However, a recommendation system trained on a population-scale dataset only works well if it knows enough about “user history and context” to draw meaningful preference connections between users. Extrapolating what one user might like to see next (or would watch the longest) from a set of inferred similar users and their watch behaviors yields to outcomes such as my YouTube homepage being filled with a hundred viral, sensationalist videos for each high-quality recommendation.
So while YouTube has the advantage of being the only platform where you can find a detailed, well-researched tutorial by anyone on anything, it lacks the inherent curation of platforms like Netflix and MUBI. For selective consumers, using YouTube to find quality content feels like a game of cornhole.
Less noise, more signal
“TV was in a language I didn’t understand, there was nothing to buy, no advertisements anywhere, so all I’d be doing was walk around, think and write. My brain felt like it was at rest, free from the consuming frenzy… Maybe it could have seemed like boredom at first, but it quickly became very soulful.” — Celine, Before Sunset (2004)
Counter-argument: Recommendations systems are the capitalistic product of social media. Eschew data in favor of specifically curated experiences.

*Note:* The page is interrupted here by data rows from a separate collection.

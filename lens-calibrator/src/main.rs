//! Lens Calibrator
//!
//! Calibrates one lens per folder of checkerboard images and prints the
//! solved intrinsics as JSON.

use std::path::{Path, PathBuf};
use std::sync::Arc;
use std::time::Duration;

use anyhow::{bail, Context};
use clap::Parser;

use lens_calibrator::config::{default_output_root, SolverConfig};
use lens_calibrator::export::validate_folder;
use lens_calibrator::media_stream::FolderFrameSource;
use lens_calibrator::poller::{ChannelEventReceiver, ReceivedEvent};
use lens_calibrator::telemetry::{init_logging, LogConfig};
use lens_calibrator::vision::VisionLibrary;
use lens_calibrator::{LensSolver, TextureFolderZoomPair};

const POLL_INTERVAL: Duration = Duration::from_millis(50);
const SHUTDOWN_TIMEOUT: Duration = Duration::from_secs(10);

/// Checkerboard lens calibration.
#[derive(Debug, Parser)]
#[command(author, version, about = "Multi-image checkerboard lens calibration")]
struct Args {
    /// Image folders, each optionally followed by `@ZOOM` with ZOOM in [0, 1].
    #[arg(value_name = "FOLDER[@ZOOM]")]
    folders: Vec<String>,

    /// JSON solver configuration. Defaults are used if omitted.
    #[arg(long)]
    config: Option<PathBuf>,

    /// Number of corner finder workers.
    #[arg(long)]
    corner_workers: Option<usize>,

    /// Number of calibrate workers.
    #[arg(long)]
    calibrate_workers: Option<usize>,

    /// Root folder for results and visualizations.
    #[arg(long)]
    output: Option<PathBuf>,

    /// Write every solved calibration to a JSON file.
    #[arg(long)]
    write_results: bool,

    /// Verbose worker logging.
    #[arg(long)]
    debug: bool,

    /// Additionally calibrate from the newest image in this folder, sampled
    /// on the configured snapshot schedule.
    #[arg(long)]
    stream_folder: Option<PathBuf>,
}

#[cfg(feature = "opencv")]
fn vision_backend() -> anyhow::Result<Arc<dyn VisionLibrary>> {
    Ok(Arc::new(lens_calibrator::vision::OpenCvVision::new()))
}

#[cfg(not(feature = "opencv"))]
fn vision_backend() -> anyhow::Result<Arc<dyn VisionLibrary>> {
    bail!("No vision backend is compiled in. Rebuild with `--features opencv`.")
}

/// Split `FOLDER[@ZOOM]`. A suffix that is not a number stays part of the path.
fn parse_folder_arg(arg: &str) -> anyhow::Result<TextureFolderZoomPair> {
    let (path, zoom) = match arg.rsplit_once('@') {
        Some((path, zoom)) => match zoom.parse::<f32>() {
            Ok(zoom) => (path, zoom),
            Err(_) => (arg, 0.0),
        },
        None => (arg, 0.0),
    };

    let folder = std::fs::canonicalize(Path::new(path))
        .with_context(|| format!("Image folder \"{}\" does not exist", path))?;
    Ok(TextureFolderZoomPair::new(folder, zoom))
}

fn load_config(args: &Args) -> anyhow::Result<SolverConfig> {
    let mut config = match &args.config {
        Some(path) => SolverConfig::load(path)
            .with_context(|| format!("Failed to load config \"{}\"", path.display()))?,
        None => SolverConfig::default(),
    };

    if let Some(count) = args.corner_workers {
        config.corner_worker_count = count;
    }
    if let Some(count) = args.calibrate_workers {
        config.calibrate_worker_count = count;
    }
    if let Some(output) = &args.output {
        config.output_root = output.clone();
    }
    if args.write_results {
        config.calibration.write_calibration_result_to_file = true;
    }
    config.debug |= args.debug;

    config.output_root = validate_folder(&config.output_root, &default_output_root())
        .context("Invalid output folder")?;
    Ok(config)
}

fn main() {
    if let Err(err) = try_main() {
        log::error!("{:#}", err);
        eprintln!("error: {:#}", err);
        std::process::exit(1);
    }
}

fn try_main() -> anyhow::Result<()> {
    let args = Args::parse();

    let log_config = if args.debug {
        LogConfig::verbose()
    } else {
        LogConfig::default()
    };
    if let Err(e) = init_logging(&log_config) {
        eprintln!("Logger already initialized: {}", e);
    }

    if args.folders.is_empty() && args.stream_folder.is_none() {
        bail!("Nothing to calibrate; pass at least one image folder or --stream-folder");
    }

    let config = load_config(&args)?;
    let folders = args
        .folders
        .iter()
        .map(|arg| parse_folder_arg(arg))
        .collect::<anyhow::Result<Vec<_>>>()?;

    log::info!("Lens Calibrator starting...");
    let solver = LensSolver::from_config(vision_backend()?, &config);
    solver.start_workers(
        config.corner_worker_count,
        config.calibrate_worker_count,
        config.shut_down_workers_after_completed_tasks,
    )?;

    let (receiver, events) = ChannelEventReceiver::new();
    let mut pending_jobs = 0;

    if !folders.is_empty() {
        let job = solver.process_texture_folders(
            receiver.clone(),
            &folders,
            &config.search,
            &config.calibration,
        )?;
        log::info!("Submitted job {} with {} folders", job.job_id, folders.len());
        pending_jobs += 1;
    }

    if let Some(folder) = &args.stream_folder {
        let job = solver.start_media_stream_calibration(
            receiver.clone(),
            Arc::new(FolderFrameSource::new(folder)),
            &config.search,
            &config.calibration,
            &config.media_stream,
        )?;
        log::info!(
            "Submitted stream job {} sampling \"{}\"",
            job.job_id,
            folder.display()
        );
        pending_jobs += 1;
    }

    let mut failures = 0;
    while pending_jobs > 0 {
        solver.poll();
        while let Ok(event) = events.try_recv() {
            match event {
                ReceivedEvent::CalibrationResult(result) => {
                    if !result.success {
                        failures += 1;
                        log::warn!("Calibration failed for {}", result.base);
                    }
                    println!("{}", serde_json::to_string_pretty(&result.to_record())?);
                }
                ReceivedEvent::JobFinished(_) => pending_jobs -= 1,
            }
        }
        std::thread::sleep(POLL_INTERVAL);
    }

    solver.stop_workers();
    if !solver.context().wait_for_shutdown(SHUTDOWN_TIMEOUT) {
        log::warn!("Workers did not shut down within {:?}", SHUTDOWN_TIMEOUT);
    }
    log::info!("Lens Calibrator exiting");

    if failures > 0 {
        bail!("{} calibrations failed", failures);
    }
    Ok(())
}

#[cfg(test)]
mod tests {
    use super::*;

    #[test]
    fn test_parse_folder_arg() {
        let dir = tempfile::tempdir().unwrap();
        let path = dir.path().to_string_lossy().into_owned();

        let pair = parse_folder_arg(&format!("{}@0.75", path)).unwrap();
        assert_eq!(pair.zoom_level, 0.75);
        assert_eq!(pair.absolute_folder_path, std::fs::canonicalize(dir.path()).unwrap());

        let pair = parse_folder_arg(&path).unwrap();
        assert_eq!(pair.zoom_level, 0.0);
        assert!(pair.use_folder);

        assert!(parse_folder_arg("/does/not/exist@0.5").is_err());
    }

    #[test]
    fn test_cli_overrides_config() {
        let dir = tempfile::tempdir().unwrap();
        let args = Args::parse_from([
            "lens-calibrator",
            "--corner-workers",
            "5",
            "--write-results",
            "--output",
            dir.path().to_str().unwrap(),
            "images@0.5",
        ]);
        let config = load_config(&args).unwrap();
        assert_eq!(config.corner_worker_count, 5);
        assert_eq!(config.calibrate_worker_count, 1);
        assert!(config.calibration.write_calibration_result_to_file);
        assert_eq!(config.output_root, dir.path());
        assert_eq!(args.folders, vec!["images@0.5".to_string()]);
    }
}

In 2021, I spent at least half of my free time on TikTok and Twitter until I finally tired of my TikTok For You page and deleted my account. In parallel, I realized my Twitter feed was becoming an infinite scroll of distraction with decreasing reward.

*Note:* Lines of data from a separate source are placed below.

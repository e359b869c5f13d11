//! Calibration results and their persisted JSON record.

use serde::{Deserialize, Serialize};

use crate::vision::CalibrationOutput;
use crate::work_unit::BaseParameters;

/// Near clip plane of the derived projection, in scene units.
pub const PERSPECTIVE_NEAR: f32 = 0.1;
/// Far clip plane of the derived projection, in scene units.
pub const PERSPECTIVE_FAR: f32 = 10000.0;

/// Row-major 4x4 matrix.
pub type Matrix4 = [[f32; 4]; 4];

/// Outcome of one calibration, delivered to the job's event receiver.
#[derive(Debug, Clone, PartialEq)]
pub struct CalibrationResult {
    pub base: BaseParameters,
    pub success: bool,
    pub error: f32,
    pub fov_x: f32,
    pub fov_y: f32,
    pub focal_length_mm: f32,
    pub aspect_ratio: f32,
    pub sensor_size_mm: (f32, f32),
    pub principal_pixel_point: (f32, f32),
    pub resolution: (u32, u32),
    pub perspective_matrix: Matrix4,
    pub k1: f32,
    pub k2: f32,
    pub k3: f32,
    pub k4: f32,
    pub k5: f32,
    pub k6: f32,
    pub p1: f32,
    pub p2: f32,
    /// Number of images whose corners went into the solve.
    pub image_count: usize,
}

impl CalibrationResult {
    /// A failed result that still counts toward its job.
    pub fn failed(base: BaseParameters) -> Self {
        Self {
            base,
            success: false,
            error: 0.0,
            fov_x: 0.0,
            fov_y: 0.0,
            focal_length_mm: 0.0,
            aspect_ratio: 0.0,
            sensor_size_mm: (0.0, 0.0),
            principal_pixel_point: (0.0, 0.0),
            resolution: (0, 0),
            perspective_matrix: [[0.0; 4]; 4],
            k1: 0.0,
            k2: 0.0,
            k3: 0.0,
            k4: 0.0,
            k5: 0.0,
            k6: 0.0,
            p1: 0.0,
            p2: 0.0,
            image_count: 0,
        }
    }

    /// Successful result at the given native resolution.
    pub fn solved(
        base: BaseParameters,
        output: &CalibrationOutput,
        native: (u32, u32),
        image_count: usize,
    ) -> Self {
        let principal = (output.principal_pixel_point_x, output.principal_pixel_point_y);
        Self {
            base,
            success: true,
            error: output.error,
            fov_x: output.fov_x,
            fov_y: output.fov_y,
            focal_length_mm: output.focal_length_mm,
            aspect_ratio: output.aspect_ratio,
            sensor_size_mm: (output.sensor_size_mm_x, output.sensor_size_mm_y),
            principal_pixel_point: principal,
            resolution: native,
            perspective_matrix: perspective_matrix(native, principal, output.focal_length_mm),
            k1: output.k1,
            k2: output.k2,
            k3: output.k3,
            k4: output.k4,
            k5: output.k5,
            k6: output.k6,
            p1: output.p1,
            p2: output.p2,
            image_count,
        }
    }

    pub fn to_record(&self) -> CalibrationRecord {
        CalibrationRecord {
            result: ResultRecord {
                jobid: self.base.job_id.to_string(),
                calibrationid: self.base.calibration_id.to_string(),
                friendlyname: self.base.friendly_name.clone(),
                zoomlevel: self.base.zoom_level,
                width: self.resolution.0,
                height: self.resolution.1,
                fovx: self.fov_x,
                fovy: self.fov_y,
                focallength: self.focal_length_mm,
                aspectratio: self.aspect_ratio,
                sensorsizemm: Vec2Record::new(self.sensor_size_mm.0, self.sensor_size_mm.1),
                principalpixelpoint: Vec2Record::new(
                    self.principal_pixel_point.0,
                    self.principal_pixel_point.1,
                ),
                resolution: Vec2Record::new(self.resolution.0 as f32, self.resolution.1 as f32),
                perspectivematrix: self.perspective_matrix.iter().flatten().copied().collect(),
                distortioncoefficients: vec![self.k1, self.k2, self.p1, self.p2, self.k3],
            },
        }
    }
}

/// Off-axis perspective projection for an image of `image_size` pixels.
///
/// Rows are `[nrl, 0, 0, 0]`, `[0, ntb, 0, 0]`, `[a, b, c, 1]`, `[0, 0, d, 0]`.
pub fn perspective_matrix(image_size: (u32, u32), principal: (f32, f32), focal_length: f32) -> Matrix4 {
    let n = PERSPECTIVE_NEAR;
    let f = PERSPECTIVE_FAR;
    let (w, h) = (image_size.0 as f32, image_size.1 as f32);
    let (px, py) = principal;

    let left = n * (-px) / focal_length;
    let right = n * (w - px) / focal_length;
    let bottom = n * (py - h) / focal_length;
    let top = n * py / focal_length;

    let a = -(right + left) / (right - left);
    let b = -(top + bottom) / (top - bottom);
    let c = n / (n - f);
    let d = -f * n / (n - f);

    let nrl = (2.0 * n) / (right - left);
    let ntb = (2.0 * n) / (top - bottom);

    [
        [nrl, 0.0, 0.0, 0.0],
        [0.0, ntb, 0.0, 0.0],
        [a, b, c, 1.0],
        [0.0, 0.0, d, 0.0],
    ]
}

/// On-disk JSON layout: `{ "result": { ... } }`.
#[derive(Debug, Clone, PartialEq, Serialize, Deserialize)]
pub struct CalibrationRecord {
    pub result: ResultRecord,
}

#[derive(Debug, Clone, PartialEq, Serialize, Deserialize)]
pub struct ResultRecord {
    pub jobid: String,
    pub calibrationid: String,
    pub friendlyname: String,
    pub zoomlevel: f32,
    pub width: u32,
    pub height: u32,
    pub fovx: f32,
    pub fovy: f32,
    pub focallength: f32,
    pub aspectratio: f32,
    pub sensorsizemm: Vec2Record,
    pub principalpixelpoint: Vec2Record,
    pub resolution: Vec2Record,
    pub perspectivematrix: Vec<f32>,
    pub distortioncoefficients: Vec<f32>,
}

#[derive(Debug, Clone, Copy, PartialEq, Serialize, Deserialize)]
pub struct Vec2Record {
    pub x: f32,
    pub y: f32,
}

impl Vec2Record {
    pub fn new(x: f32, y: f32) -> Self {
        Self { x, y }
    }
}

#[cfg(test)]
mod tests {
    use super::*;
    use crate::job::{CalibrationId, JobId};

    fn base() -> BaseParameters {
        BaseParameters {
            job_id: JobId::new(),
            calibration_id: CalibrationId::new(),
            friendly_name: "zoom-0".to_string(),
            zoom_level: 0.25,
        }
    }

    #[test]
    fn test_centered_perspective_matrix() {
        let m = perspective_matrix((1920, 1080), (960.0, 540.0), 1000.0);

        // Centered principal point gives a symmetric frustum.
        assert!(m[2][0].abs() < 1e-6);
        assert!(m[2][1].abs() < 1e-6);
        assert!((m[0][0] - 2.0 * 1000.0 / 1920.0).abs() < 1e-4);
        assert!((m[1][1] - 2.0 * 1000.0 / 1080.0).abs() < 1e-4);
        assert_eq!(m[2][3], 1.0);

        let c = PERSPECTIVE_NEAR / (PERSPECTIVE_NEAR - PERSPECTIVE_FAR);
        let d = -PERSPECTIVE_FAR * PERSPECTIVE_NEAR / (PERSPECTIVE_NEAR - PERSPECTIVE_FAR);
        assert!((m[2][2] - c).abs() < 1e-6);
        assert!((m[3][2] - d).abs() < 1e-4);
        assert_eq!(m[3][3], 0.0);
    }

    #[test]
    fn test_off_axis_principal_point() {
        let m = perspective_matrix((1000, 1000), (400.0, 500.0), 500.0);
        // left = -0.08, right = 0.12
        assert!((m[2][0] - (-0.2)).abs() < 1e-5);
        assert!(m[2][1].abs() < 1e-5);
    }

    #[test]
    fn test_record_layout() {
        let output = CalibrationOutput {
            fov_x: 60.0,
            focal_length_mm: 4.5,
            principal_pixel_point_x: 960.0,
            principal_pixel_point_y: 540.0,
            k1: 0.1,
            k2: 0.2,
            p1: 0.3,
            p2: 0.4,
            k3: 0.5,
            k4: 0.6,
            ..Default::default()
        };
        let result = CalibrationResult::solved(base(), &output, (1920, 1080), 4);
        let json = serde_json::to_value(result.to_record()).unwrap();

        let record = &json["result"];
        assert_eq!(record["width"], 1920);
        assert_eq!(record["friendlyname"], "zoom-0");
        assert_eq!(record["perspectivematrix"].as_array().unwrap().len(), 16);
        assert_eq!(record["resolution"]["y"], 1080.0);

        let coeffs: Vec<f64> = record["distortioncoefficients"]
            .as_array()
            .unwrap()
            .iter()
            .map(|v| v.as_f64().unwrap())
            .collect();
        assert_eq!(coeffs.len(), 5);
        assert!((coeffs[4] - 0.5).abs() < 1e-6);
    }

    #[test]
    fn test_failed_result() {
        let result = CalibrationResult::failed(base());
        assert!(!result.success);
        assert_eq!(result.image_count, 0);
    }
}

I experience this pattern with most platforms I try. There’s an introductory period, assuming I get past the signup flow, where my delight factor is high enough to keep me using the platform. (The x-axis here is time elapsed since signing up, not the time / effort it literally takes to engage with the content per interaction, which is a long-form vs. short-form media conversation that requires a separate essay.) After some time, my delight factor starts to oscillate around a point where it’s increasingly unclear to me what value I’m deriving from the platform. Enough time spent under the quit threshold and I’ll stop coming back for more. This might be months or years. Regardless, without a periodic boost (new socials, new content, new interactions) the baseline delight of novelty generally bottoms out below the quit threshold.

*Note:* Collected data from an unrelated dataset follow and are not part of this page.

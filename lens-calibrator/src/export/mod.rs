//! Export module for calibration artifacts.

use std::path::{Path, PathBuf};

use image::RgbaImage;

use crate::result::CalibrationResult;

/// Extensions accepted when scanning a folder for calibration images.
pub const IMAGE_EXTENSIONS: [&str; 5] = ["png", "jpg", "jpeg", "bmp", "exr"];

/// Writes calibration artifacts to disk.
pub struct CalibrationExporter;

impl CalibrationExporter {
    /// Write the JSON record for one calibration result.
    pub fn export_json(result: &CalibrationResult, path: &Path) -> std::io::Result<()> {
        let json = serde_json::to_string_pretty(&result.to_record())
            .map_err(|e| std::io::Error::new(std::io::ErrorKind::Other, e))?;

        if let Some(parent) = path.parent() {
            std::fs::create_dir_all(parent)?;
        }
        std::fs::write(path, json)
    }

    /// Write the record to `explicit`, or to the next free
    /// `calibration-result-N.json` inside `folder`. Returns the written path.
    pub fn export_json_indexed(
        result: &CalibrationResult,
        explicit: Option<&Path>,
        folder: &Path,
    ) -> std::io::Result<PathBuf> {
        let path = match explicit {
            Some(path) if !path.as_os_str().is_empty() => path.to_path_buf(),
            _ => generate_indexed_file_path(folder, "calibration-result", "json")?,
        };

        Self::export_json(result, &path)?;
        Ok(path)
    }

    /// Save an RGBA image, creating the parent directory as needed.
    pub fn export_image(image: &RgbaImage, path: &Path) -> std::io::Result<()> {
        if let Some(parent) = path.parent() {
            std::fs::create_dir_all(parent)?;
        }
        image
            .save(path)
            .map_err(|e| std::io::Error::new(std::io::ErrorKind::Other, e))
    }
}

/// First `{folder}/{name}-{index}.{extension}` that does not exist yet.
/// The folder is created if missing.
pub fn generate_indexed_file_path(
    folder: &Path,
    name: &str,
    extension: &str,
) -> std::io::Result<PathBuf> {
    std::fs::create_dir_all(folder)?;

    let mut index = 0usize;
    loop {
        let candidate = folder.join(format!("{}-{}.{}", name, index, extension));
        if !candidate.exists() {
            return Ok(candidate);
        }
        index += 1;
    }
}

/// Resolve an output folder: an empty path falls back to `fallback`, a path
/// naming an existing file is rejected, and missing directories are created.
pub fn validate_folder(folder: &Path, fallback: &Path) -> std::io::Result<PathBuf> {
    let folder = if folder.as_os_str().is_empty() {
        fallback
    } else {
        folder
    };

    if folder.is_file() {
        return Err(std::io::Error::new(
            std::io::ErrorKind::InvalidInput,
            format!("Expected a folder but found a file: {}", folder.display()),
        ));
    }

    std::fs::create_dir_all(folder)?;
    Ok(folder.to_path_buf())
}

/// Calibration images directly inside `folder`, sorted by path.
pub fn image_files_in_folder(folder: &Path) -> std::io::Result<Vec<PathBuf>> {
    let mut files: Vec<PathBuf> = std::fs::read_dir(folder)?
        .filter_map(|entry| entry.ok())
        .map(|entry| entry.path())
        .filter(|path| path.is_file() && is_image_file(path))
        .collect();

    files.sort();
    Ok(files)
}

fn is_image_file(path: &Path) -> bool {
    path.extension()
        .and_then(|e| e.to_str())
        .map(|e| {
            let e = e.to_ascii_lowercase();
            IMAGE_EXTENSIONS.contains(&e.as_str())
        })
        .unwrap_or(false)
}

But my delight factor matrix across all my services is entirely personal and variable over time, a mixed product of confounding variables including my mood, what’s going on in my life when I’m consuming the content, who I’m sharing it with.
The dumbphone movement and the sheer fact that we as a population have established and documented social media detox methods show us that there is a strong and growing market here. Whereas traditional advertising may have prioritized capturing attention in a competitive entertainment landscape, now we’re seeing products that are explicitly vending distraction as a service. Scroll Instagram during your commute to make time go faster. Stare at Twitter to avoid making eye contact with anyone else when you’re waiting at the doctor’s office.
The problem with ignoring data when curating taste is that a certain degree of “online” is now a prerequisite to modern forms of discovery. Critically, media is now both fueled and judged by its online reception. Organic (word-of-mouth) and sponsored social media marketing drives box office outcomes, concert turnouts, and series renewals. You could see it as an internet-age tragedy of the commons where everyone is allowed to create, everyone is allowed to consume, and fringe content either develops enough of a cult following to become mainstream and economically sustainable or (so much more commonly) ends because the creator is not incentivized to continue developing content in a data-driven online economy.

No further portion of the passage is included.